:: WHAT NEEDS TO BE DONE ::
Work out the number of lines with the word "finished" in the material below, then reply with that number only.

:: GIVEN DATA ::

//! Local/remote mode state machine.
//!
//! Exactly one driver runs at a time. A transition cancels the running
//! driver and waits for it to return before the next mode is announced and
//! entered, so the previous assistant process and watchers are gone first.

use std::future::Future;
use std::sync::Arc;

use anyhow::Context;
use switchyard_protocol::Mode;
use tokio::sync::mpsc;
use tokio_util::sync::CancellationToken;
use tracing::{debug, info, warn};

use crate::session::{Session, SessionSignal};

/// How a driver run ended.
#[derive(Debug, Clone, Copy, PartialEq, Eq)]
pub enum DriverOutcome {
    /// The session is over.
    Exit,
    /// The driver itself asks for another mode.
    Switch(Mode),
    /// The run was cancelled by the loop.
    Cancelled,
}

/// One side of the loop. `run` must return promptly once `cancel` fires,
/// after its own cleanup is complete.
pub trait ModeDriver: Send {
    fn run(
        &mut self,
        cancel: CancellationToken,
    ) -> impl Future<Output = anyhow::Result<DriverOutcome>> + Send;
}

#[derive(Debug, Clone, PartialEq, Eq)]
pub enum LoopTrigger {
    Signal(SessionSignal),
    MessageQueued,
}

#[derive(Debug, Clone, Copy, PartialEq, Eq)]
pub enum Transition {
    Stay,
    Enter(Mode),
    Exit,
}

/// Pure transition table.
pub fn transition_for(mode: Mode, trigger: &LoopTrigger) -> Transition {
    match (mode, trigger) {
        (_, LoopTrigger::Signal(SessionSignal::Exit)) => Transition::Exit,
        (Mode::Local, LoopTrigger::MessageQueued)
        | (Mode::Local, LoopTrigger::Signal(SessionSignal::PermissionParked)) => {
            Transition::Enter(Mode::Remote)
        }
        (mode, LoopTrigger::Signal(SessionSignal::SwitchRequested(target))) => {
            let target = target.unwrap_or_else(|| mode.other());
            if target == mode {
                Transition::Stay
            } else {
                Transition::Enter(target)
            }
        }
        (Mode::Remote, LoopTrigger::MessageQueued)
        | (Mode::Remote, LoopTrigger::Signal(SessionSignal::PermissionParked)) => Transition::Stay,
    }
}

pub struct ModeLoop {
    session: Arc<Session>,
    signals: mpsc::UnboundedReceiver<SessionSignal>,
    pushes: mpsc::UnboundedReceiver<usize>,
}

impl ModeLoop {
    pub fn new(session: Arc<Session>) -> anyhow::Result<Self> {
        let signals = session
            .take_signal_receiver()
            .context("subscribing to session signals")?;
        let pushes = session
            .queue()
            .take_push_receiver()
            .context("subscribing to queue pushes")?;
        Ok(Self {
            session,
            signals,
            pushes,
        })
    }

    /// Alternate drivers until one of them, or a signal, ends the session.
    pub async fn run<L, R>(
        mut self,
        initial: Mode,
        local: &mut L,
        remote: &mut R,
    ) -> anyhow::Result<()>
    where
        L: ModeDriver,
        R: ModeDriver,
    {
        let mut mode = initial;
        let result = loop {
            if self.session.exit_requested() {
                break Ok(());
            }
            self.session.enter_mode(mode);

            let next = match mode {
                Mode::Local => self.drive(mode, local).await,
                Mode::Remote => self.drive(mode, remote).await,
            };
            match next {
                Ok(Transition::Stay) => {}
                Ok(Transition::Enter(target)) => mode = target,
                Ok(Transition::Exit) => break Ok(()),
                Err(err) => break Err(err),
            }
        };

        self.session.queue().close();
        info!(
            component = "mode_loop",
            event = "mode_loop.finished",
            "Mode loop finished"
        );
        result
    }

    /// Whether a trigger still describes the current state. Push and park
    /// notifications can outlive the message or response they announced.
    fn is_current(&self, trigger: &LoopTrigger) -> bool {
        match trigger {
            LoopTrigger::MessageQueued => !self.session.queue().is_empty(),
            LoopTrigger::Signal(SessionSignal::PermissionParked) => {
                self.session.permissions().has_parked()
            }
            LoopTrigger::Signal(_) => true,
        }
    }

    async fn drive<D: ModeDriver>(
        &mut self,
        mode: Mode,
        driver: &mut D,
    ) -> anyhow::Result<Transition> {
        let cancel = CancellationToken::new();
        let run = driver.run(cancel.clone());
        tokio::pin!(run);

        let mut requested: Option<Transition> = None;
        let mut signals_open = true;
        let mut pushes_open = true;

        let outcome = loop {
            let trigger = tokio::select! {
                outcome = &mut run => break outcome,
                signal = self.signals.recv(), if signals_open => match signal {
                    Some(signal) => LoopTrigger::Signal(signal),
                    None => {
                        signals_open = false;
                        continue;
                    }
                },
                push = self.pushes.recv(), if pushes_open => match push {
                    Some(_) => LoopTrigger::MessageQueued,
                    None => {
                        pushes_open = false;
                        continue;
                    }
                },
            };

            if !self.is_current(&trigger) {
                continue;
            }
            let transition = transition_for(mode, &trigger);
            debug!(
                component = "mode_loop",
                event = "mode_loop.trigger",
                mode = %mode,
                trigger = ?trigger,
                transition = ?transition,
                "Mode loop trigger"
            );
            match (transition, requested) {
                (Transition::Stay, _) => continue,
                (_, Some(Transition::Exit)) => continue,
                (transition, _) => requested = Some(transition),
            }

            if !cancel.is_cancelled() {
                cancel.cancel();
                if mode == Mode::Remote {
                    self.session.queue().reset();
                }
            }
        };

        let transition = match (outcome, requested) {
            (_, Some(Transition::Exit)) => Transition::Exit,
            (Ok(DriverOutcome::Exit), _) => Transition::Exit,
            (Ok(DriverOutcome::Switch(target)), _) if target != mode => {
                if mode == Mode::Remote {
                    self.session.queue().reset();
                }
                Transition::Enter(target)
            }
            (Ok(_), Some(requested)) => requested,
            (Ok(_), None) => Transition::Stay,
            (Err(err), Some(requested)) => {
                warn!(
                    component = "mode_loop",
                    event = "mode_loop.driver_failed",
                    mode = %mode,
                    error = %err,
                    "Driver failed during teardown"
                );
                requested
            }
            (Err(err), None) => return Err(err.context(format!("{mode} driver failed"))),
        };

        info!(
            component = "mode_loop",
            event = "mode_loop.transition",
            from = %mode,
            transition = ?transition,
            "Driver finished"
        );
        Ok(transition)
    }
}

:: SOLVED PROBLEM ::
3